— Task details —
For this exercise, print all of the data exactly as given.

— Information supplied —
//! Channel Models for Coded Transmission
//!
//! Coded bits leave the encoder as 0/1 and are carried over one of:
//!
//! 1. **Ideal**: BPSK mapping only, no impairment
//! 2. **AWGN**: BPSK mapping (0 -> -1.0, 1 -> +1.0) plus Gaussian noise
//! 3. **BSC**: binary symmetric channel, each bit flipped with probability p
//!
//! ## Usage
//!
//! ```rust
//! use convcode_sim::channel::{hard_slice, Channel, ChannelConfig};
//!
//! let mut channel = Channel::new(ChannelConfig::seeded(42)).unwrap();
//! let bits = vec![true, false, true, true];
//!
//! let noisy = channel.awgn(&bits, 30.0).unwrap();
//! assert_eq!(hard_slice(&noisy), bits);
//! ```

use rand::rngs::StdRng;
use rand::{Rng, SeedableRng};
use rand_distr::{Distribution, Normal};
use serde::{Deserialize, Serialize};

use crate::error::{SimError, SimResult};

/// Channel model type
#[derive(Debug, Clone, Copy, PartialEq, Eq, Default, Serialize, Deserialize)]
#[serde(rename_all = "lowercase")]
pub enum ChannelModel {
    /// Perfect channel (no impairments)
    Ideal,
    /// Additive White Gaussian Noise on BPSK symbols
    #[default]
    Awgn,
    /// Binary symmetric channel
    Bsc,
}

/// Channel configuration
#[derive(Debug, Clone, PartialEq, Serialize, Deserialize)]
#[serde(default)]
pub struct ChannelConfig {
    /// Channel model used by [`Channel::apply`]
    pub model: ChannelModel,
    /// Symbol SNR in dB (AWGN)
    pub snr_db: f64,
    /// Bit flip probability (BSC)
    pub error_probability: f64,
    /// RNG seed; `None` draws from OS entropy
    pub seed: Option<u64>,
}

impl Default for ChannelConfig {
    fn default() -> Self {
        Self {
            model: ChannelModel::Awgn,
            snr_db: 5.0,
            error_probability: 0.0,
            seed: None,
        }
    }
}

impl ChannelConfig {
    /// AWGN channel at the given SNR
    pub fn with_snr(snr_db: f64) -> Self {
        Self {
            snr_db,
            ..Default::default()
        }
    }

    /// Binary symmetric channel with flip probability `p`
    pub fn bsc(p: f64) -> Self {
        Self {
            model: ChannelModel::Bsc,
            error_probability: p,
            ..Default::default()
        }
    }

    /// Default channel with a reproducible RNG
    pub fn seeded(seed: u64) -> Self {
        Self {
            seed: Some(seed),
            ..Default::default()
        }
    }

    pub fn validate(&self) -> SimResult<()> {
        validate_snr(self.snr_db)?;
        validate_probability(self.error_probability)
    }
}

/// Map coded bits to antipodal levels: 0 -> -1.0, 1 -> +1.0.
pub fn bpsk_modulate(bits: &[bool]) -> Vec<f64> {
    bits.iter().map(|&b| if b { 1.0 } else { -1.0 }).collect()
}

/// Hard decision at zero: strictly positive values are 1.
pub fn hard_slice(symbols: &[f64]) -> Vec<bool> {
    symbols.iter().map(|&x| x > 0.0).collect()
}

fn validate_snr(snr_db: f64) -> SimResult<()> {
    if snr_db.is_finite() {
        Ok(())
    } else {
        Err(SimError::InvalidSnr(snr_db))
    }
}

fn validate_probability(p: f64) -> SimResult<()> {
    if (0.0..=1.0).contains(&p) {
        Ok(())
    } else {
        Err(SimError::InvalidProbability(p))
    }
}

/// Channel simulator
#[derive(Debug)]
pub struct Channel {
    config: ChannelConfig,
    rng: StdRng,
}

impl Channel {
    /// Create a new channel with the given configuration
    pub fn new(config: ChannelConfig) -> SimResult<Self> {
        config.validate()?;
        let rng = match config.seed {
            Some(seed) => StdRng::seed_from_u64(seed),
            None => StdRng::from_entropy(),
        };
        Ok(Self { config, rng })
    }

    /// Get current configuration
    pub fn config(&self) -> &ChannelConfig {
        &self.config
    }

    /// Pass coded bits through the configured model, returning the received
    /// antipodal symbols.
    pub fn apply(&mut self, bits: &[bool]) -> SimResult<Vec<f64>> {
        match self.config.model {
            ChannelModel::Ideal => Ok(bpsk_modulate(bits)),
            ChannelModel::Awgn => self.awgn(bits, self.config.snr_db),
            ChannelModel::Bsc => {
                let flipped = self.bsc(bits, self.config.error_probability)?;
                Ok(bpsk_modulate(&flipped))
            }
        }
    }

    /// BPSK-map `bits` and add white Gaussian noise.
    ///
    /// noise_power = signal_power / 10^(SNR_dB/10), with signal power
    /// measured as the mean symbol power.
    pub fn awgn(&mut self, bits: &[bool], snr_db: f64) -> SimResult<Vec<f64>> {
        validate_snr(snr_db)?;
        let symbols = bpsk_modulate(bits);
        if symbols.is_empty() {
            return Ok(symbols);
        }

        let signal_power = symbols.iter().map(|s| s * s).sum::<f64>() / symbols.len() as f64;
        let snr_linear = 10.0_f64.powf(snr_db / 10.0);
        let noise_std = (signal_power / snr_linear).sqrt();
        let noise = Normal::new(0.0, noise_std).map_err(|_| SimError::InvalidSnr(snr_db))?;

        Ok(symbols
            .into_iter()
            .map(|s| s + noise.sample(&mut self.rng))
            .collect())
    }

    /// Flip each bit independently with probability `p`.
    pub fn bsc(&mut self, bits: &[bool], p: f64) -> SimResult<Vec<bool>> {
        validate_probability(p)?;
        Ok(bits
            .iter()
            .map(|&b| b ^ (self.rng.gen::<f64>() < p))
            .collect())
    }
}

— Solution to this task —
//! Channel Models for Coded Transmission
//!
//! Coded bits leave the encoder as 0/1 and are carried over one of:
//!
//! 1. **Ideal**: BPSK mapping only, no impairment
//! 2. **AWGN**: BPSK mapping (0 -> -1.0, 1 -> +1.0) plus Gaussian noise
//! 3. **BSC**: binary symmetric channel, each bit flipped with probability p
//!
//! ## Usage
//!
//! ```rust
//! use convcode_sim::channel::{hard_slice, Channel, ChannelConfig};
//!
//! let mut channel = Channel::new(ChannelConfig::seeded(42)).unwrap();
//! let bits = vec![true, false, true, true];
//!
//! let noisy = channel.awgn(&bits, 30.0).unwrap();
//! assert_eq!(hard_slice(&noisy), bits);
//! ```

use rand::rngs::StdRng;
use rand::{Rng, SeedableRng};
use rand_distr::{Distribution, Normal};
use serde::{Deserialize, Serialize};

use crate::error::{SimError, SimResult};

/// Channel model type
#[derive(Debug, Clone, Copy, PartialEq, Eq, Default, Serialize, Deserialize)]
#[serde(rename_all = "lowercase")]
pub enum ChannelModel {
    /// Perfect channel (no impairments)
    Ideal,
    /// Additive White Gaussian Noise on BPSK symbols
    #[default]
    Awgn,
    /// Binary symmetric channel
    Bsc,
}

/// Channel configuration
#[derive(Debug, Clone, PartialEq, Serialize, Deserialize)]
#[serde(default)]
pub struct ChannelConfig {
    /// Channel model used by [`Channel::apply`]
    pub model: ChannelModel,
    /// Symbol SNR in dB (AWGN)
    pub snr_db: f64,
    /// Bit flip probability (BSC)
    pub error_probability: f64,
    /// RNG seed; `None` draws from OS entropy
    pub seed: Option<u64>,
}

impl Default for ChannelConfig {
    fn default() -> Self {
        Self {
            model: ChannelModel::Awgn,
            snr_db: 5.0,
            error_probability: 0.0,
            seed: None,
        }
    }
}

impl ChannelConfig {
    /// AWGN channel at the given SNR
    pub fn with_snr(snr_db: f64) -> Self {
        Self {
            snr_db,
            ..Default::default()
        }
    }

    /// Binary symmetric channel with flip probability `p`
    pub fn bsc(p: f64) -> Self {
        Self {
            model: ChannelModel::Bsc,
            error_probability: p,
            ..Default::default()
        }
    }

    /// Default channel with a reproducible RNG
    pub fn seeded(seed: u64) -> Self {
        Self {
            seed: Some(seed),
            ..Default::default()
        }
    }

    pub fn validate(&self) -> SimResult<()> {
        validate_snr(self.snr_db)?;
        validate_probability(self.error_probability)
    }
}

/// Map coded bits to antipodal levels: 0 -> -1.0, 1 -> +1.0.
pub fn bpsk_modulate(bits: &[bool]) -> Vec<f64> {
    bits.iter().map(|&b| if b { 1.0 } else { -1.0 }).collect()
}

/// Hard decision at zero: strictly positive values are 1.
pub fn hard_slice(symbols: &[f64]) -> Vec<bool> {
    symbols.iter().map(|&x| x > 0.0).collect()
}

fn validate_snr(snr_db: f64) -> SimResult<()> {
    if snr_db.is_finite() {
        Ok(())
    } else {
        Err(SimError::InvalidSnr(snr_db))
    }
}

fn validate_probability(p: f64) -> SimResult<()> {
    if (0.0..=1.0).contains(&p) {
        Ok(())
    } else {
        Err(SimError::InvalidProbability(p))
    }
}

/// Channel simulator
#[derive(Debug)]
pub struct Channel {
    config: ChannelConfig,
    rng: StdRng,
}

impl Channel {
    /// Create a new channel with the given configuration
    pub fn new(config: ChannelConfig) -> SimResult<Self> {
        config.validate()?;
        let rng = match config.seed {
            Some(seed) => StdRng::seed_from_u64(seed),
            None => StdRng::from_entropy(),
        };
        Ok(Self { config, rng })
    }

    /// Get current configuration
    pub fn config(&self) -> &ChannelConfig {
        &self.config
    }

    /// Pass coded bits through the configured model, returning the received
    /// antipodal symbols.
    pub fn apply(&mut self, bits: &[bool]) -> SimResult<Vec<f64>> {
        match self.config.model {
            ChannelModel::Ideal => Ok(bpsk_modulate(bits)),
            ChannelModel::Awgn => self.awgn(bits, self.config.snr_db),
            ChannelModel::Bsc => {
                let flipped = self.bsc(bits, self.config.error_probability)?;
                Ok(bpsk_modulate(&flipped))
            }
        }
    }

    /// BPSK-map `bits` and add white Gaussian noise.
    ///
    /// noise_power = signal_power / 10^(SNR_dB/10), with signal power
    /// measured as the mean symbol power.
    pub fn awgn(&mut self, bits: &[bool], snr_db: f64) -> SimResult<Vec<f64>> {
        validate_snr(snr_db)?;
        let symbols = bpsk_modulate(bits);
        if symbols.is_empty() {
            return Ok(symbols);
        }

        let signal_power = symbols.iter().map(|s| s * s).sum::<f64>() / symbols.len() as f64;
        let snr_linear = 10.0_f64.powf(snr_db / 10.0);
        let noise_std = (signal_power / snr_linear).sqrt();
        let noise = Normal::new(0.0, noise_std).map_err(|_| SimError::InvalidSnr(snr_db))?;

        Ok(symbols
            .into_iter()
            .map(|s| s + noise.sample(&mut self.rng))
            .collect())
    }

    /// Flip each bit independently with probability `p`.
    pub fn bsc(&mut self, bits: &[bool], p: f64) -> SimResult<Vec<bool>> {
        validate_probability(p)?;
        Ok(bits
            .iter()
            .map(|&b| b ^ (self.rng.gen::<f64>() < p))
            .collect())
    }
}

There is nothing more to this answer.